Town officials and consultants are developing a master plan to guide the creation of new office buildings at the town’s Jackson Avenue property off Sunrise Highway in the hamlet. The goal is to eventually relocate most front-facing operations there from the town hall on Hampton Road in Southampton Village, according to preliminary plans discussed by town officials.
Hampton Bays is closer to the geographic center of town than Southampton Village. Moving the facilities west could also help the town retain and hire employees who live west, town engineer Thomas Houghton said during a recent work session.
“I'd love to see everybody at a central place, and it's going to help communication [and] working with each other,” Houghton said.
Jackson Avenue is currently the site of the town's justice court and police department headquarters, which have outgrown their existing facilities, town officials said. Under the plan, Southampton Town would construct separate buildings first for the justice court and police department.
The justice court operates out of modular units that do not comply with state court safety standards, Justice Court Director Selena Berbig said in an email to Newsday. The court has been there since 2008, she said.
“The problem is that to ensure the safety of the public and staff, we are limited in the number of cases that can be calendared on any given day,” Berbig said. “This is because we only have so much room to accommodate a set number of people.”
Representatives from Arcadis, the engineering and design firm hired to create the master plan, addressed the concept during a recent work session on Zoom.
Plans also show a potential two-story office building, the repurposing of the single-story police headquarters into office space, and new maintenance and small office buildings north of the main campus.
The town owns 109 acres off Jackson Avenue, which includes existing facilities and Red Creek Park. It is also negotiating the purchase of an adjacent 31-acre property for a new sewage treatment plant.
The expanded campus could be built in phases over the next decade or longer, said Phil Colleran, the principal-in-charge at Arcadis, and could eventually house all public-facing town departments.
Councilwoman Cyndi McNamara said she is concerned that moving all services west would hurt residents who live in the eastern part of town. “We're basically saying it's too hard to function here as a business,” she added.

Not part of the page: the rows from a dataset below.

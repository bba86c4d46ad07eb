use crate::error::{Error, Result};
use crate::job::JobId;

use std::fs;
use std::io::ErrorKind as IoErrorKind;
use std::path::{Path, PathBuf};

/// A file produced or consumed by a stage, owned by one workspace.
#[derive(Clone, Debug, PartialEq, Eq)]
pub struct Artifact {
    pub local_path: PathBuf,
    pub byte_size: u64,
}

impl Artifact {
    pub fn from_path(path: impl Into<PathBuf>) -> Result<Self> {
        let local_path = path.into();
        let byte_size = fs::metadata(&local_path)?.len();
        Ok(Self { local_path, byte_size })
    }

    pub fn file_name(&self) -> String {
        self.local_path
            .file_name()
            .map(|name| name.to_string_lossy().into_owned())
            .unwrap_or_default()
    }

    pub fn file_stem(&self) -> String {
        self.local_path
            .file_stem()
            .map(|stem| stem.to_string_lossy().into_owned())
            .unwrap_or_else(|| "video".to_string())
    }
}

/// Job-exclusive directory tree. Dropping it removes the tree.
#[derive(Debug)]
pub struct Workspace {
    pub root: PathBuf,
    pub frames_in: PathBuf,
    pub frames_out: PathBuf,
    /// Final and intermediate encodes, kept apart from the fetched input.
    pub output: PathBuf,
    released: bool,
}

impl Workspace {
    pub fn contains(&self, path: &Path) -> bool {
        path.starts_with(&self.root)
    }

    pub fn path(&self, file_name: &str) -> PathBuf {
        self.root.join(file_name)
    }

    fn remove(&mut self) -> Result<()> {
        self.released = true;
        match fs::remove_dir_all(&self.root) {
            Ok(()) => Ok(()),
            Err(e) if e.kind() == IoErrorKind::NotFound => Ok(()),
            Err(e) => Err(Error::Io(e)),
        }
    }

    pub fn release(mut self) -> Result<()> {
        let result = self.remove();
        tracing::debug!(root = %self.root.display(), "workspace released");
        result
    }
}

impl Drop for Workspace {
    fn drop(&mut self) {
        if !self.released {
            if let Err(e) = self.remove() {
                tracing::warn!(root = %self.root.display(), error = %e, "failed to remove workspace");
            }
        }
    }
}

#[derive(Clone, Debug)]
pub struct WorkspaceManager {
    work_root: PathBuf,
}

impl WorkspaceManager {
    pub fn new(work_root: impl Into<PathBuf>) -> Self {
        Self { work_root: work_root.into() }
    }

    pub fn root_for(&self, job_id: &JobId) -> PathBuf {
        self.work_root.join(format!("job-{}", job_id))
    }

    /// Creates a fresh tree for `job_id`, wiping whatever a previous run of
    /// the same id left behind.
    pub fn acquire(&self, job_id: &JobId) -> Result<Workspace> {
        let root = self.root_for(job_id);
        match fs::remove_dir_all(&root) {
            Ok(()) => tracing::warn!(root = %root.display(), "removed stale workspace"),
            Err(e) if e.kind() == IoErrorKind::NotFound => {}
            Err(e) => return Err(Error::Io(e)),
        }

        let workspace = Workspace {
            frames_in: root.join("frames_in"),
            frames_out: root.join("frames_out"),
            output: root.join("output"),
            root,
            released: false,
        };
        fs::create_dir_all(&workspace.frames_in)?;
        fs::create_dir_all(&workspace.frames_out)?;
        fs::create_dir_all(&workspace.output)?;
        tracing::debug!(root = %workspace.root.display(), "workspace acquired");
        Ok(workspace)
    }
}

Councilman Bill Pell said consolidating buildings in Hampton Bays “opens up a lot of options,” including satellite offices farther west and the sale of smaller town office buildings around town.

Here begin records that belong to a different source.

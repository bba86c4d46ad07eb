use crate::error::{Error, Result};
use crate::workspace::Artifact;

use std::fs;
use std::path::Path;

use s3::creds::Credentials;
use s3::{Bucket, Region};
use serde::Serialize;

/// Largest object S3-compatible stores accept in one PUT.
pub const MAX_SINGLE_PUT_BYTES: u64 = 5 * 1024 * 1024 * 1024;

#[derive(Clone, Debug, PartialEq, Eq, Serialize)]
pub struct PublishedLocation {
    pub object_key: String,
    pub public_url: String,
}

/// Storage settings as read from the environment; any of them may be absent
/// until [`StorageSettings::validate`] is called.
#[derive(Clone, Debug, Default)]
pub struct StorageSettings {
    pub account_id: Option<String>,
    pub access_key_id: Option<String>,
    pub secret_access_key: Option<String>,
    pub bucket: Option<String>,
    pub endpoint: Option<String>,
    pub public_base_url: Option<String>,
    pub key_prefix: String,
    pub max_object_bytes: Option<u64>,
}

#[derive(Clone, Debug)]
pub struct StorageConfig {
    pub account_id: String,
    pub access_key_id: String,
    pub secret_access_key: String,
    pub bucket: String,
    pub endpoint: String,
    pub public_base_url: String,
    pub key_prefix: String,
    /// Outputs above this size are refused before being read into memory.
    pub max_object_bytes: u64,
}

fn present(value: &Option<String>) -> Option<String> {
    value.as_deref().map(str::trim).filter(|v| !v.is_empty()).map(String::from)
}

impl StorageSettings {
    pub fn validate(&self) -> Result<StorageConfig> {
        let required = [
            ("R2_ACCOUNT_ID", present(&self.account_id)),
            ("R2_ACCESS_KEY_ID", present(&self.access_key_id)),
            ("R2_SECRET_ACCESS_KEY", present(&self.secret_access_key)),
            ("R2_BUCKET_NAME", present(&self.bucket)),
        ];
        let missing: Vec<&str> = required
            .iter()
            .filter(|(_, value)| value.is_none())
            .map(|(name, _)| *name)
            .collect();
        if !missing.is_empty() {
            return Err(Error::EnvironmentConfig(missing.join(", ")));
        }

        let [account_id, access_key_id, secret_access_key, bucket] = required.map(|(_, value)| value.unwrap_or_default());
        let endpoint = present(&self.endpoint)
            .unwrap_or_else(|| format!("https://{}.r2.cloudflarestorage.com", account_id));
        let public_base_url = present(&self.public_base_url)
            .unwrap_or_else(|| format!("{}/{}", endpoint, bucket));

        Ok(StorageConfig {
            account_id,
            access_key_id,
            secret_access_key,
            bucket,
            endpoint: endpoint.trim_end_matches('/').to_string(),
            public_base_url: public_base_url.trim_end_matches('/').to_string(),
            key_prefix: self.key_prefix.clone(),
            max_object_bytes: self.max_object_bytes.unwrap_or(MAX_SINGLE_PUT_BYTES).min(MAX_SINGLE_PUT_BYTES),
        })
    }
}

impl StorageConfig {
    pub fn public_url(&self, object_key: &str) -> String {
        format!("{}/{}", self.public_base_url, object_key.trim_start_matches('/'))
    }
}

/// A remote object store accepting whole-object uploads.
pub trait ObjectStore: Send + Sync {
    fn put(&self, key: &str, body: Vec<u8>, content_type: &str) -> Result<()>;
}

/// S3-compatible store (Cloudflare R2 by default).
pub struct S3Store {
    bucket: Box<Bucket>,
}

impl S3Store {
    pub fn new(config: &StorageConfig) -> Result<Self> {
        let region = Region::Custom {
            region: "auto".to_string(),
            endpoint: config.endpoint.clone(),
        };
        let credentials = Credentials::new(
            Some(config.access_key_id.as_str()),
            Some(config.secret_access_key.as_str()),
            None,
            None,
            None,
        )
        .map_err(|e| Error::EnvironmentConfig(format!("invalid storage credentials: {}", e)))?;
        let bucket = Bucket::new(&config.bucket, region, credentials)
            .map_err(|e| Error::EnvironmentConfig(format!("invalid bucket configuration: {}", e)))?
            .with_path_style();
        Ok(Self { bucket })
    }
}

impl ObjectStore for S3Store {
    fn put(&self, key: &str, body: Vec<u8>, content_type: &str) -> Result<()> {
        let response = self
            .bucket
            .put_object_with_content_type(key, &body, content_type)
            .map_err(|e| Error::Publish(e.to_string()))?;
        let status = response.status_code();
        if !(200..300).contains(&status) {
            let body = String::from_utf8_lossy(response.as_slice());
            return Err(Error::Publish(format!(
                "storage returned HTTP {}: {}",
                status,
                crate::error::excerpt(&body, crate::error::MAX_DIAGNOSTIC_CHARS)
            )));
        }
        Ok(())
    }
}

pub fn content_type_for(path: &Path) -> &'static str {
    let extension = path
        .extension()
        .and_then(|ext| ext.to_str())
        .map(str::to_ascii_lowercase);
    match extension.as_deref() {
        Some("mov") => "video/quicktime",
        Some("mkv") => "video/x-matroska",
        Some("webm") => "video/webm",
        _ => "video/mp4",
    }
}

pub struct Publisher {
    config: StorageConfig,
    store: Box<dyn ObjectStore>,
}

impl Publisher {
    pub fn new(config: StorageConfig, store: Box<dyn ObjectStore>) -> Self {
        Self { config, store }
    }

    pub fn from_settings(settings: &StorageSettings) -> Result<Self> {
        let config = settings.validate()?;
        let store = S3Store::new(&config)?;
        Ok(Self::new(config, Box::new(store)))
    }

    pub fn object_key(&self, job_id: &str, file_name: &str) -> String {
        format!("{}{}/{}", self.config.key_prefix, job_id, file_name)
    }

    pub fn publish(&self, artifact: &Artifact, object_key: &str) -> Result<PublishedLocation> {
        let size = fs::metadata(&artifact.local_path)
            .map_err(|e| Error::Publish(format!("cannot read {}: {}", artifact.local_path.display(), e)))?
            .len();
        if size > self.config.max_object_bytes {
            return Err(Error::Publish(format!(
                "{} is {} bytes, above the {} byte upload limit",
                artifact.file_name(),
                size,
                self.config.max_object_bytes
            )));
        }
        let body = fs::read(&artifact.local_path)
            .map_err(|e| Error::Publish(format!("cannot read {}: {}", artifact.local_path.display(), e)))?;
        let content_type = content_type_for(&artifact.local_path);

        tracing::info!(key = object_key, bytes = body.len(), content_type, "uploading output");
        self.store.put(object_key, body, content_type)?;

        Ok(PublishedLocation {
            object_key: object_key.to_string(),
            public_url: self.config.public_url(object_key),
        })
    }
}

The master plan provides “a really gradual way of achieving this in just one piece at a time,” Houghton said. A plan in the early 2000s to simultaneously move all town offices to Jackson Avenue “never got off the ground,” he added.
Off campus?
- Southampton Town is planning a new municipal office complex in Hampton Bays, where it could eventually relocate all front-facing operations.
- Officials say moving offices west of the current town hall in Southampton Village could help retain and recruit town employees.